How to implement a robust machine learning platform

How to implement a robust machine learning platform

With the advances of AI and machine learning applications in almost every industry, many organizations are already jumping on the bandwagon of AI and investing in machine learning solutions. Many companies who are in the business of developing machine learning solutions, for their own use or for their clients start with defining the machine learning use case(s), identify data sources, build a suitable machine learning model, and then think about how to deliver that model and how to integrate it with their existing products. This makes the development of machine learning solutions very slow and inefficient with many repetitive work. A great number of machine learning teams have come to the conclusion that the process of developing such solutions should be automated through a platform that is standardized, robust, efficient and scalable.

In this blog post, I will share one of the AI/ML platform designs I worked on, with the tools and components used and how they integrate together. The technologies used are all open source and anyone can implement them for personal / learning purposes or commercial purposes.

Before we go into details, here is an overall diagram of the proposed architecture.

aiml

Every component is deployed as its own microservice. Kubernetes is used to deploy these components insure their scalability and high availability. It also manages the communication between these components and their exposure to outside traffic. Learn more Kubernetes and its features: https://kubernetes.io/docs/home/

Data sources

Every machine learning use case you are implementing will need to have a data source.
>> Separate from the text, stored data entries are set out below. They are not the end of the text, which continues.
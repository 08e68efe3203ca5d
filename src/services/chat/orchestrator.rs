//! Per-turn orchestration: consume the chat stream, dispatch the embedded
//! intent protocol, and drive the delegated media workflow to a terminal
//! state.
//!
//! Exactly one terminal state is reached per turn: Completed (a final
//! message to commit), Completed-Empty (placeholder removed),
//! AwaitingClarification (a clarification message to commit), Aborted
//! (user stop, neutral), or Failed (error propagated to the caller).

use futures_util::{Stream, StreamExt};
use serde::Deserialize;
use tokio::sync::mpsc;

use crate::services::cancel::{cancelled, CancelReceiver};
use crate::services::config::ServiceConfig;
use crate::services::edit::ImageEdit;
use crate::services::generate::ImageGeneration;
use crate::services::upload::UploadGateway;
use crate::session::{latest_editable_url, Message, Part, SessionStore};

use super::decoder::LineDecoder;
use super::error::ChatError;
use super::types::{ChatRequestBody, ImageGenPayload, StreamRecord, TurnUpdate};

/// Everything a running turn needs, owned for the lifetime of the task.
pub(crate) struct TurnContext {
    pub http: reqwest::Client,
    pub config: ServiceConfig,
    pub uploads: UploadGateway,
    pub store: SessionStore,
    pub conversation_id: String,
    pub placeholder_index: usize,
    pub updates: mpsc::UnboundedSender<TurnUpdate>,
    pub cancel: CancelReceiver,
}

/// Terminal state of a turn. Failures travel as `Err(ChatError)`;
/// cancellation is folded into `Aborted` before the result leaves this
/// module, so it can never double-report.
#[derive(Debug)]
pub(crate) enum TurnOutcome {
    Completed(Message),
    CompletedEmpty,
    AwaitingClarification(Message),
    Aborted,
}

/// How the primary stream ended.
#[derive(Debug, PartialEq)]
enum StreamEnd {
    /// Stream ran to completion; `text` holds the accumulated buffer.
    Finished { text: String },
    GenerateImage {
        lead_in: Option<String>,
        payload: ImageGenPayload,
        follow_up_text: Option<String>,
    },
    Clarify {
        question: String,
        options: crate::session::ClarificationOptions,
    },
    Edit {
        prompt: String,
    },
}

#[derive(Debug, Deserialize)]
struct ChatErrorBody {
    #[serde(default)]
    error: Option<ChatErrorDetail>,
}

#[derive(Debug, Deserialize)]
struct ChatErrorDetail {
    #[serde(default)]
    message: Option<String>,
}

/// Drive one turn end to end.
pub(crate) async fn run_turn(
    ctx: &mut TurnContext,
    body: ChatRequestBody,
    history: Vec<Message>,
) -> Result<TurnOutcome, ChatError> {
    let request = ctx
        .http
        .post(ctx.config.chat_endpoint())
        .json(&body)
        .send();
    let response = tokio::select! {
        response = request => response.map_err(ChatError::from)?,
        _ = cancelled(&mut ctx.cancel) => return Ok(TurnOutcome::Aborted),
    };

    if !response.status().is_success() {
        let status = response.status();
        let message = response
            .json::<ChatErrorBody>()
            .await
            .ok()
            .and_then(|e| e.error)
            .and_then(|e| e.message)
            .unwrap_or_else(|| format!("Server error: HTTP {}", status));
        return Err(ChatError::server(message));
    }

    let stream = Box::pin(response.bytes_stream());
    let end = match consume_stream(stream, &ctx.updates, &mut ctx.cancel).await {
        Ok(end) => end,
        Err(err) if err.is_cancelled() => return Ok(TurnOutcome::Aborted),
        Err(err) => return Err(err),
    };

    match end {
        StreamEnd::Finished { text } => {
            if text.is_empty() {
                Ok(TurnOutcome::CompletedEmpty)
            } else {
                Ok(TurnOutcome::Completed(Message::model(vec![Part::text(
                    text,
                )])))
            }
        }
        StreamEnd::GenerateImage {
            lead_in,
            payload,
            follow_up_text,
        } => {
            if let Some(text) = lead_in.filter(|t| !t.is_empty()) {
                let _ = ctx.updates.send(TurnUpdate::Delta { text });
            }
            annotate_prompt_context(ctx, &payload);

            let generation = ImageGeneration {
                http: &ctx.http,
                config: &ctx.config,
                uploads: &ctx.uploads,
                updates: &ctx.updates,
            };
            match generation
                .run(
                    &payload.english_prompt,
                    payload.aspect_ratio.as_deref(),
                    follow_up_text,
                    &mut ctx.cancel,
                )
                .await
            {
                Ok(message) => Ok(TurnOutcome::Completed(message)),
                Err(err) if err.is_cancelled() => Ok(TurnOutcome::Aborted),
                Err(err) => Err(err),
            }
        }
        StreamEnd::Clarify { question, options } => {
            let mut message = Message::model(Vec::new());
            message.clarification = Some(options);
            message.question = Some(question);
            Ok(TurnOutcome::AwaitingClarification(message))
        }
        StreamEnd::Edit { prompt } => {
            // Scan everything before the placeholder, newest first. This
            // runs before any edit network traffic.
            let scan = &history[..ctx.placeholder_index.min(history.len())];
            let Some(source_url) = latest_editable_url(scan).map(str::to_string) else {
                return Err(ChatError::content(
                    "Edit intent detected but no file to edit was found",
                ));
            };
            run_edit(ctx, &prompt, &source_url).await
        }
    }
}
Whether it is a database, a message queue, a sensor or a microservice… It is always necessary to identify your data sources before starting to design your machine learning platform.

Data pipelines

Data pipelines are necessary to continuously ingest the data from your production data sources and perform data cleaning, feature extraction, aggregations and any other transformations needed for making the data ready for your ML models. Here I am using Apache Kafka and Kafka connect as a real-time data pipeline but we can also have batch processing pipelines to process data incrementally following a schedule.

– Kafka

Apache Kafka is an open-source distributed streaming system used for stream processing, real-time data pipelines, and data integration at scale.

confluent.io/what-is-apache-kafka

To install Kafka on your Kubernetes cluster you can use Strimzi kafka operator which will facilitate the installation and configuration of Kafka and it’s components as well as Kafka connect on your Kubernetes cluster. You can install Strimzi kafka operator by cloning this repository. Using the files in /install/cluster-operator, specify the namespace and install them using kubectl create -f

Once the Strimzi Operator is installed you can use one of the example yaml files in /examples/kafka, edit the name and namespace and perform a kubectl apply -f in the same namespace as the Strimzi operator.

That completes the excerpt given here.